Here is the output from the tests in the main below:

From Point,To Point,Hits,Total Time (seconds)
Profiler.cpp252,Profiler.cpp254,10,0.999603
Profiler.cpp254,Profiler.cpp256,10,1.00002
Profiler.cpp256,Profiler.cpp258,10,1.00003
Profiler.cpp258,Profiler.cpp252,9,1.23185e-005
From Point,To Point,Hits,Total Time (seconds)
Profiler.cpp263,Profiler.cpp265,10,0.999644
Profiler.cpp265,Profiler.cpp267,10,1.00003
Profiler.cpp267,Profiler.cpp269,10,1.00003
Profiler.cpp269,Profiler.cpp263,9,1.3345e-005
From Point,To Point,Hits,Total Time (seconds)
Profiler.cpp274,Profiler.cpp276,1,3.07962e-006
Profiler.cpp276,Profiler.cpp276,999999,0.259093
Profiler.cpp276,Profiler.cpp278,1,5.1327e-007

The output (which I have directed to standard out, but could be sent anywhere) is a comma separated value dataset. This allows it to be imported into any spreadsheet for analysis. For example, the pie chart above was created in Excel by using the 'text import wizard' under the Paste ribbon tab.

How Does I Work?
Tries are a highly efficient data structure for storing information keys by byte sets where the sets may well share a common root. In my implementation I have created a 256 way trie. This means that each node in the try has 256 children. The implementation is thus UTF8 ignorant in that it will just work with UFT8 or any other 8 bit encoding where \0 is still the string terminator. (I did try using a 16 way trie where two nodes where used for each encoding of data but the performance overhead was large.) This is a compromise which consumes a reasonable amount of memory which seems OK for large memory systems like those on which I work most of the time. For example, 1000 profile points with 10 bytes differing in the name and line number between them (on average) will consume 1000 * 10 * 256 bytes in the try which is 2.5 megabytes - which is large but not huge by modern standards.

So what are these keys? 
#define STRINGIFY(message_) #message_
#define TOSTRING(message_) STRINGIFY(message_)
#define PROFILE_POINT (profilerPoint( __FILE__  TOSTRING(__LINE__) ))

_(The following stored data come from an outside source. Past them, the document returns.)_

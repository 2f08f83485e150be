//! diff::circbuf
//!
//! Fixed-capacity ring of lines used to hold pre-context during a cut.

/// Ring buffer of strings with a fixed capacity.
///
/// Pushing past capacity overwrites the oldest line. Storage is allocated
/// once; indices wrap with modular arithmetic.
///
/// # Example
///
/// ```
/// use gitweave::diff::StrCircBuf;
///
/// let mut buf = StrCircBuf::new(3);
/// for line in ["a", "b", "c", "d"] {
///     buf.push(line.to_string());
/// }
/// assert_eq!(buf.lines(), vec!["b", "c", "d"]);
/// ```
#[derive(Debug, Clone)]
pub struct StrCircBuf {
    slots: Vec<String>,
    /// Index of the oldest line.
    head: usize,
    len: usize,
}

impl StrCircBuf {
    pub fn new(capacity: usize) -> Self {
        Self {
            slots: vec![String::new(); capacity],
            head: 0,
            len: 0,
        }
    }

    pub fn capacity(&self) -> usize {
        self.slots.len()
    }

    /// Number of lines currently held.
    pub fn size(&self) -> usize {
        self.len
    }

    pub fn is_empty(&self) -> bool {
        self.len == 0
    }

    /// Append a line, evicting the oldest when full. No-op at capacity 0.
    pub fn push(&mut self, line: String) {
        let cap = self.capacity();
        if cap == 0 {
            return;
        }
        if self.len < cap {
            self.slots[(self.head + self.len) % cap] = line;
            self.len += 1;
        } else {
            self.slots[self.head] = line;
            self.head = (self.head + 1) % cap;
        }
    }

    /// Contents, oldest first.
    pub fn lines(&self) -> Vec<String> {
        let cap = self.capacity();
        (0..self.len)
            .map(|i| self.slots[(self.head + i) % cap].clone())
            .collect()
    }

    /// Empty the buffer and return its contents, oldest first.
    pub fn drain(&mut self) -> Vec<String> {
        let cap = self.capacity();
        let out = (0..self.len)
            .map(|i| std::mem::take(&mut self.slots[(self.head + i) % cap]))
            .collect();
        self.head = 0;
        self.len = 0;
        out
    }
}

#[cfg(test)]
mod tests {
    use super::*;

    fn filled(capacity: usize, items: &[&str]) -> StrCircBuf {
        let mut buf = StrCircBuf::new(capacity);
        for item in items {
            buf.push(item.to_string());
        }
        buf
    }

    #[test]
    fn keeps_last_three_of_four() {
        let buf = filled(3, &["1", "2", "3", "4"]);
        assert_eq!(buf.lines(), vec!["2", "3", "4"]);
        assert_eq!(buf.size(), 3);
    }

    #[test]
    fn partial_fill_in_order() {
        let buf = filled(5, &["x", "y"]);
        assert_eq!(buf.lines(), vec!["x", "y"]);
    }

    #[test]
    fn zero_capacity_is_always_empty() {
        let buf = filled(0, &["a", "b", "c"]);
        assert!(buf.is_empty());
        assert!(buf.lines().is_empty());
    }

    #[test]
    fn wraps_many_times() {
        let items: Vec<String> = (0..100).map(|i| i.to_string()).collect();
        let refs: Vec<&str> = items.iter().map(String::as_str).collect();
        let buf = filled(4, &refs);
        assert_eq!(buf.lines(), vec!["96", "97", "98", "99"]);
    }

    #[test]
    fn drain_resets() {
        let mut buf = filled(2, &["a", "b", "c"]);
        assert_eq!(buf.drain(), vec!["b", "c"]);
        assert!(buf.is_empty());
        buf.push("d".into());
        assert_eq!(buf.lines(), vec!["d"]);
    }
}
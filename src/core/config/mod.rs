//! core::config
//!
//! Configuration schema and loading.
//!
//! # Locations
//!
//! Searched in order, first hit wins:
//! 1. An explicit path passed to [`Config::load`] (the CLI `--config` flag)
//! 2. `$GITWEAVE_CONFIG` if set
//! 3. `$XDG_CONFIG_HOME/gitweave/config.toml`
//! 4. `~/.gitweave/config.toml`
//!
//! A missing file is not an error; defaults apply.
//!
//! # Example
//!
//! ```no_run
//! use gitweave::core::config::Config;
//!
//! let config = Config::load(None).unwrap();
//! println!("git binary: {}", config.git_binary());
//! println!("cut context: {} lines", config.diff_cut_before_lines());
//! ```

pub mod schema;

pub use schema::{DiffCutDefaults, FileConfig, HashDefaults, WalkDefaults};

use std::fs;
use std::path::{Path, PathBuf};
use thiserror::Error;

use crate::hash::{AggregationType, HashType};

/// Errors from configuration operations.
#[derive(Debug, Error)]
pub enum ConfigError {
    #[error("failed to read config file '{path}': {source}")]
    ReadError {
        path: PathBuf,
        source: std::io::Error,
    },

    #[error("failed to parse config file '{path}': {message}")]
    ParseError { path: PathBuf, message: String },

    #[error("invalid config value: {0}")]
    InvalidValue(String),

    #[error("home directory not found")]
    NoHomeDir,
}

/// Loaded configuration with defaults applied through accessors.
#[derive(Debug, Clone, Default)]
pub struct Config {
    /// Parsed file contents
    pub file: FileConfig,
    /// Where the file was loaded from, if anywhere
    path: Option<PathBuf>,
}

impl Config {
    pub const DEFAULT_BEFORE_LINES: usize = 2;
    pub const DEFAULT_AFTER_LINES: usize = 2;
    pub const DEFAULT_LINE_LIMIT: usize = 40;
    pub const DEFAULT_MAX_LINE_LENGTH: usize = 200;
    pub const DEFAULT_PAGE_SIZE: usize = 50;

    /// Load configuration from `explicit` or the default locations.
    ///
    /// # Errors
    ///
    /// Returns an error if a config file exists but cannot be read, parsed
    /// or validated. An explicit path that does not exist is a read error.
    pub fn load(explicit: Option<&Path>) -> Result<Self, ConfigError> {
        let path = match explicit {
            Some(path) => Some(path.to_path_buf()),
            None => Self::discover(),
        };

        let Some(path) = path else {
            return Ok(Self::default());
        };

        let file = Self::read_file(&path)?;
        file.validate()?;
        tracing::debug!(path = %path.display(), "loaded config");
        Ok(Self {
            file,
            path: Some(path),
        })
    }

    /// Find the first existing config file in the default locations.
    fn discover() -> Option<PathBuf> {
        if let Ok(path) = std::env::var("GITWEAVE_CONFIG") {
            let path = PathBuf::from(path);
            if path.exists() {
                return Some(path);
            }
        }

        if let Ok(xdg_home) = std::env::var("XDG_CONFIG_HOME") {
            let path = PathBuf::from(xdg_home).join("gitweave/config.toml");
            if path.exists() {
                return Some(path);
            }
        }

        let path = Self::home_config_path().ok()?;
        path.exists().then_some(path)
    }

    fn read_file(path: &Path) -> Result<FileConfig, ConfigError> {
        let contents = fs::read_to_string(path).map_err(|e| ConfigError::ReadError {
            path: path.to_path_buf(),
            source: e,
        })?;

        toml::from_str(&contents).map_err(|e| ConfigError::ParseError {
            path: path.to_path_buf(),
            message: e.to_string(),
        })
    }

    /// `~/.gitweave/config.toml`.
    pub fn home_config_path() -> Result<PathBuf, ConfigError> {
        let home = dirs::home_dir().ok_or(ConfigError::NoHomeDir)?;
        Ok(home.join(".gitweave/config.toml"))
    }

    /// Path the configuration was loaded from.
    pub fn source_path(&self) -> Option<&Path> {
        self.path.as_deref()
    }

    // =========================================================================
    // Accessors with defaults
    // =========================================================================

    /// Git binary to execute. Defaults to `git`.
    pub fn git_binary(&self) -> &str {
        self.file.git_binary.as_deref().unwrap_or("git")
    }

    /// Parent directory for scratch repositories.
    pub fn scratch_dir(&self) -> PathBuf {
        self.file
            .scratch_dir
            .as_ref()
            .map(PathBuf::from)
            .unwrap_or_else(std::env::temp_dir)
    }

    pub fn diff_cut_before_lines(&self) -> usize {
        self.diff_cut()
            .and_then(|d| d.before_lines)
            .unwrap_or(Self::DEFAULT_BEFORE_LINES)
    }

    pub fn diff_cut_after_lines(&self) -> usize {
        self.diff_cut()
            .and_then(|d| d.after_lines)
            .unwrap_or(Self::DEFAULT_AFTER_LINES)
    }

    pub fn diff_cut_line_limit(&self) -> usize {
        self.diff_cut()
            .and_then(|d| d.line_limit)
            .unwrap_or(Self::DEFAULT_LINE_LIMIT)
    }

    /// Longest captured line kept verbatim; longer lines are truncated.
    pub fn max_line_length(&self) -> usize {
        self.diff_cut()
            .and_then(|d| d.max_line_length)
            .unwrap_or(Self::DEFAULT_MAX_LINE_LENGTH)
    }

    fn diff_cut(&self) -> Option<&DiffCutDefaults> {
        self.file.diff_cut.as_ref()
    }

    /// Hash algorithm for repository hashes. Defaults to SHA-256.
    pub fn hash_type(&self) -> HashType {
        self.file
            .hash
            .as_ref()
            .and_then(|h| h.hash_type.as_deref())
            .and_then(|s| s.parse().ok())
            .unwrap_or_default()
    }

    /// Aggregation for repository hashes. Defaults to XOR.
    pub fn aggregation(&self) -> AggregationType {
        self.file
            .hash
            .as_ref()
            .and_then(|h| h.aggregation.as_deref())
            .and_then(|s| s.parse().ok())
            .unwrap_or_default()
    }

    /// Page size for listing commands when none is given.
    pub fn default_page_size(&self) -> usize {
        self.file
            .walk
            .as_ref()
            .and_then(|w| w.default_page_size)
            .unwrap_or(Self::DEFAULT_PAGE_SIZE)
    }
}

#[cfg(test)]
mod tests {
    use super::*;

    #[test]
    fn defaults_without_file() {
        let config = Config::default();
        assert_eq!(config.git_binary(), "git");
        assert_eq!(config.diff_cut_before_lines(), 2);
        assert_eq!(config.diff_cut_after_lines(), 2);
        assert_eq!(config.diff_cut_line_limit(), 40);
        assert_eq!(config.max_line_length(), 200);
        assert_eq!(config.hash_type(), HashType::Sha256);
        assert_eq!(config.aggregation(), AggregationType::Xor);
        assert!(config.source_path().is_none());
    }

    #[test]
    fn load_explicit_path() {
        let dir = tempfile::TempDir::new().unwrap();
        let path = dir.path().join("config.toml");
        fs::write(&path, "git_binary = \"/bin/git\"\n[diff_cut]\nafter_lines = 5\n").unwrap();

        let config = Config::load(Some(&path)).unwrap();
        assert_eq!(config.git_binary(), "/bin/git");
        assert_eq!(config.diff_cut_after_lines(), 5);
        assert_eq!(config.diff_cut_before_lines(), 2);
        assert_eq!(config.source_path(), Some(path.as_path()));
    }

    #[test]
    fn load_missing_explicit_path_fails() {
        let dir = tempfile::TempDir::new().unwrap();
        let err = Config::load(Some(&dir.path().join("nope.toml"))).unwrap_err();
        assert!(matches!(err, ConfigError::ReadError { .. }));
    }

    #[test]
    fn load_invalid_toml_fails() {
        let dir = tempfile::TempDir::new().unwrap();
        let path = dir.path().join("config.toml");
        fs::write(&path, "git_binary = [").unwrap();
        let err = Config::load(Some(&path)).unwrap_err();
        assert!(matches!(err, ConfigError::ParseError { .. }));
    }
}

This macro code takes the current file and line number and creates a string constant like "Profiler.cpp276". These being string constants means that pointer to them remain valid. The code relies on this to create one trie for all the PROFILE_POINTs which are met in the code. Each time a PROFILE_TIME is met, the time from the high resolution timer. The timer is the TSC time-stamp-counter register on the intel chip (so this has to be Intel unless you use a different timing source).

Problems with TSC:
  1. It gives clock cycles passed, not clock-cycles consumed. Consequently, the profile take no account at all of multi-tasking pre-empting by the OS.
  2. It is not consistent between cores and so odd result might occur if the process migrate to a different core during the run. Newer chips are consistent between cores, but not between sockets. 
  3. If the CPU speed-steps all bets are off. You must lock the CPU to maximum before doing any bench marks.
  4. It is not completely trivial to convert from it to seconds.
  5. As far as I know - you need some assembler to get at it in gcc.
inline volatile long long RDTSC() {
   register long long TSC asm("eax");
   asm volatile (".byte 15, 49" : : : "eax", "edx");
   return TSC;


See: http://www.flipcode.com/archives/How_To_Read_The_TSC_With_GCC.shtml

A call to PROFILE_POINT works like this:

  1. Record TSC.
  2. Find or create a new node in the profile point tire for the point.
  3. Find or create a new record on the previous node (which is a linked list of records) which links to this profile point's node.
  4. Update that record by increasing the hit count and incrementing the clock cycle count by the difference between the last check and the recorded TSC value.
  5. Record TSC for the next store.


Note that we record TSC at the start and end of the profile function to remove as much as possible of the cost of profiling from the number of cycles recorded.

Using The Profiler:
There are two approached (which can be combined) to getting a profile. The simplest is to place PROFILE_POINT in several places in your code by hand. It is a good idea to use a #define or compiler define to turn profiling on and off so release code does not run through the compiler!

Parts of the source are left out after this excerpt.